The right way to make a to-do list
For the successful people Vanderkam interviews, the daily to-do list is a tool for identifying priorities and moving your goals forward, not a tool to cause guilt and overwhelm.
That to-do list as long as your arm? It’s not helping you out. Instead, Vanderkam writes, we should be thinking in terms of a priority list.
Vanderkam interviewed TurboJam creator Charlene Johnson about her productivity habits, and found that she only allows six items on her list each day: three things that absolutely must be done, and three small steps toward her overall goals for the year.
By limiting our focus to three things that must get done, we gain more clarity about our day. Sure, other things will pop up (Call the doctor! Pick up flowers for mother’s day!), but understanding what three things must be accomplished helps you focus on what’s most important to your goals instead of getting set adrift in a sea of non-essential to-do list tasks.
I’m trying it this week.
On Monday, I checked off all the items on my priority list by the afternoon, which was an odd feeling. Let me rephrase: it was a triumphant feeling, actually, like I could accomplish anything I set my mind to. Having met all my priorities for the day, I chose another few and had the satisfaction of crossing those off the list, too.
I started Tuesday with a clean slate, rather than being faced an avalanche of Monday’s unfinished tasks. I set my three priorities based on upcoming deadlines, and managed to meet them all even while taking on a few hours’ emergency work for a client.

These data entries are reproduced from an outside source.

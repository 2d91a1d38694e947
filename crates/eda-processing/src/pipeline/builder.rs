//! Main cleaning pipeline module.
//!
//! This module provides the core `Pipeline` struct and builder. One call
//! to a `process*` method is one upload: parse, classify, clean, build
//! chart data. The run either returns a complete [`ProcessedDataset`] or
//! a single error.

use polars::prelude::DataFrame;
use std::path::Path;
use std::sync::Arc;
use std::time::Instant;
use tracing::{debug, error, info};

use crate::cleaner::{CleaningOutcome, CleaningPass, DatasetCleaner, PassEvent};
use crate::config::{CleaningConfig, ConfigValidationError};
use crate::dataset::Dataset;
use crate::error::Result;
use crate::io;
use crate::pipeline::processed::ProcessedDataset;
use crate::pipeline::progress::{
    ClosureProgressReporter, ProcessingStage, ProgressReporter, ProgressUpdate,
};
use crate::visuals::VisualizationPlan;

/// The main cleaning pipeline.
///
/// Use [`Pipeline::builder()`] to create a new pipeline with custom configuration.
///
/// # Example
///
/// ```rust,ignore
/// use eda_processing::{CleaningConfig, Pipeline};
///
/// let processed = Pipeline::builder()
///     .config(CleaningConfig::default())
///     .on_progress(|update| {
///         println!("[{:.0}%] {}", update.progress * 100.0, update.message);
///     })
///     .build()?
///     .process_file("data.csv")?;
///
/// processed.write_csv("outputs".as_ref())?;
/// ```
pub struct Pipeline {
    config: CleaningConfig,
    progress_reporter: Option<Arc<dyn ProgressReporter>>,
    cleaner: DatasetCleaner,
}

// Ensure Pipeline is Send (can be moved to another thread)
static_assertions::assert_impl_all!(Pipeline: Send);

impl Pipeline {
    /// Create a new pipeline builder.
    pub fn builder() -> PipelineBuilder {
        PipelineBuilder::default()
    }

    pub fn config(&self) -> &CleaningConfig {
        &self.config
    }

    /// Read, clean and chart a CSV file.
    pub fn process_file(&self, path: impl AsRef<Path>) -> Result<ProcessedDataset> {
        let path = path.as_ref();
        self.run(&path.display().to_string(), || {
            io::read_csv_file(path, &self.config)
        })
    }

    /// Read, clean and chart the raw bytes of an uploaded CSV.
    pub fn process_bytes(&self, bytes: &[u8]) -> Result<ProcessedDataset> {
        self.run("upload", || io::read_csv_bytes(bytes, &self.config))
    }

    /// Clean and chart an already parsed frame.
    pub fn process(&self, df: DataFrame) -> Result<ProcessedDataset> {
        self.run("dataframe", || Ok(df))
    }

    fn run<F>(&self, source: &str, load: F) -> Result<ProcessedDataset>
    where
        F: FnOnce() -> Result<DataFrame>,
    {
        match self.process_internal(source, load) {
            Ok(processed) => {
                self.report_progress(ProgressUpdate::complete("Pipeline completed successfully"));
                Ok(processed)
            }
            Err(e) => {
                self.report_progress(ProgressUpdate::failed(e.to_string()));
                error!("Pipeline error: {}", e);
                Err(e)
            }
        }
    }

    /// Report progress if a reporter is configured.
    fn report_progress(&self, update: ProgressUpdate) {
        if let Some(reporter) = &self.progress_reporter {
            reporter.report(update);
        }
    }

    fn process_internal<F>(&self, source: &str, load: F) -> Result<ProcessedDataset>
    where
        F: FnOnce() -> Result<DataFrame>,
    {
        let start_time = Instant::now();

        // Step 1: Load
        self.report_progress(ProgressUpdate::with_sub_stage(
            ProcessingStage::Loading,
            source,
            0.0,
            format!("Loading {}...", source),
        ));
        info!("Step 1: Loading {}...", source);

        let df = load()?;
        debug!("Loaded shape: {:?}", df.shape());

        self.report_progress(ProgressUpdate::with_sub_stage(
            ProcessingStage::Loading,
            source,
            1.0,
            format!("Loaded {} rows x {} columns", df.height(), df.width()),
        ));

        // Step 2: Classify
        self.report_progress(ProgressUpdate::new(
            ProcessingStage::Classifying,
            0.0,
            "Classifying columns...",
        ));
        info!("Step 2: Classifying columns...");

        let dataset = Dataset::from_dataframe(&df)?;
        drop(df);

        for column in dataset.columns() {
            debug!("  {}: {}", column.name(), column.kind());
        }
        self.report_progress(ProgressUpdate::new(
            ProcessingStage::Classifying,
            1.0,
            format!(
                "{} numeric, {} categorical columns",
                dataset.numeric_column_names().len(),
                dataset.categorical_column_names().len()
            ),
        ));

        // Steps 3 and 4: impute, then clip
        let CleaningOutcome { dataset, mut summary } =
            self.cleaner.clean_with_progress(dataset, |event, summary| {
                let update = match event {
                    PassEvent::Started(CleaningPass::Imputation) => {
                        info!("Step 3: Imputing missing values...");
                        ProgressUpdate::new(
                            ProcessingStage::Imputation,
                            0.0,
                            format!("Filling {} missing values...", summary.missing_before),
                        )
                    }
                    PassEvent::Finished(CleaningPass::Imputation) => ProgressUpdate::new(
                        ProcessingStage::Imputation,
                        1.0,
                        format!("Imputed {} columns", summary.imputations.len()),
                    ),
                    PassEvent::Started(CleaningPass::OutlierClipping) => {
                        info!("Step 4: Clipping outliers...");
                        ProgressUpdate::new(
                            ProcessingStage::OutlierHandling,
                            0.0,
                            "Clipping outliers...",
                        )
                    }
                    PassEvent::Finished(CleaningPass::OutlierClipping) => ProgressUpdate::new(
                        ProcessingStage::OutlierHandling,
                        1.0,
                        format!("Clipped {} values", summary.values_clipped()),
                    ),
                };
                self.report_progress(update);
            })?;

        // Step 5: Chart data
        self.report_progress(ProgressUpdate::new(
            ProcessingStage::Visualization,
            0.0,
            "Building chart data...",
        ));
        info!("Step 5: Building chart data...");

        let visuals = VisualizationPlan::build(&dataset, self.config.histogram_bins);

        self.report_progress(ProgressUpdate::new(
            ProcessingStage::Visualization,
            1.0,
            format!("Built {} charts", visuals.chart_count()),
        ));

        summary.duration_ms = start_time.elapsed().as_millis() as u64;
        info!(
            "Processed {} rows x {} columns in {}ms",
            summary.rows, summary.columns, summary.duration_ms
        );

        Ok(ProcessedDataset {
            dataset,
            summary,
            visuals,
            config: self.config.clone(),
        })
    }
}

/// Builder for creating a [`Pipeline`] instance.
///
/// Use [`Pipeline::builder()`] to get started.
#[derive(Default)]
pub struct PipelineBuilder {
    config: Option<CleaningConfig>,
    progress_reporter: Option<Arc<dyn ProgressReporter>>,
}

// Ensure PipelineBuilder is Send (can be moved to another thread during construction)
static_assertions::assert_impl_all!(PipelineBuilder: Send);

impl PipelineBuilder {
    /// Set the cleaning configuration.
    pub fn config(mut self, config: CleaningConfig) -> Self {
        self.config = Some(config);
        self
    }

    /// Set a progress reporter for receiving updates during processing.
    ///
    /// # Example
    ///
    /// ```rust,ignore
    /// use eda_processing::{ProgressReporter, ProgressUpdate};
    /// use std::sync::Arc;
    ///
    /// struct MyReporter;
    ///
    /// impl ProgressReporter for MyReporter {
    ///     fn report(&self, update: ProgressUpdate) {
    ///         println!("{}: {}", update.stage.display_name(), update.message);
    ///     }
    /// }
    ///
    /// let pipeline = Pipeline::builder()
    ///     .progress_reporter(Arc::new(MyReporter))
    ///     .build()?;
    /// ```
    pub fn progress_reporter(mut self, reporter: Arc<dyn ProgressReporter>) -> Self {
        self.progress_reporter = Some(reporter);
        self
    }

    /// Set a progress callback closure.
    ///
    /// This is a convenience method for simple progress handling.
    /// For more complex scenarios, use [`progress_reporter`](Self::progress_reporter).
    pub fn on_progress<F>(mut self, callback: F) -> Self
    where
        F: Fn(ProgressUpdate) + Send + Sync + 'static,
    {
        self.progress_reporter = Some(Arc::new(ClosureProgressReporter::new(callback)));
        self
    }

    /// Build the pipeline.
    ///
    /// Returns an error if the configuration is invalid.
    pub fn build(self) -> std::result::Result<Pipeline, ConfigValidationError> {
        let config = self.config.unwrap_or_default();
        config.validate()?;

        Ok(Pipeline {
            cleaner: DatasetCleaner::new(config.clone()),
            config,
            progress_reporter: self.progress_reporter,
        })
    }
}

My favorite thing about Charlene Johnson’s system is that she also includes three small steps towards her yearly goal – things like sending an email or making a phone call. Johnson tells Vanderkam, “The reasoning behind limiting, editing your list to fewer items is you never feel defeated. You got everything done that had to get done. Most people think they have to sprint and that’s why they never hit their big push goals—because they run out of steam.”
Vanderkam notes that, “Doing three things per day in pursuit of a big goal may not seem like much, but doing three things every work day without fail could put you 750 steps closer to your goal in a year.”
What goal could you reach this year by taking 750 small steps? Start your own business? Launch a non-profit? Write a book?
Let us know in the comments!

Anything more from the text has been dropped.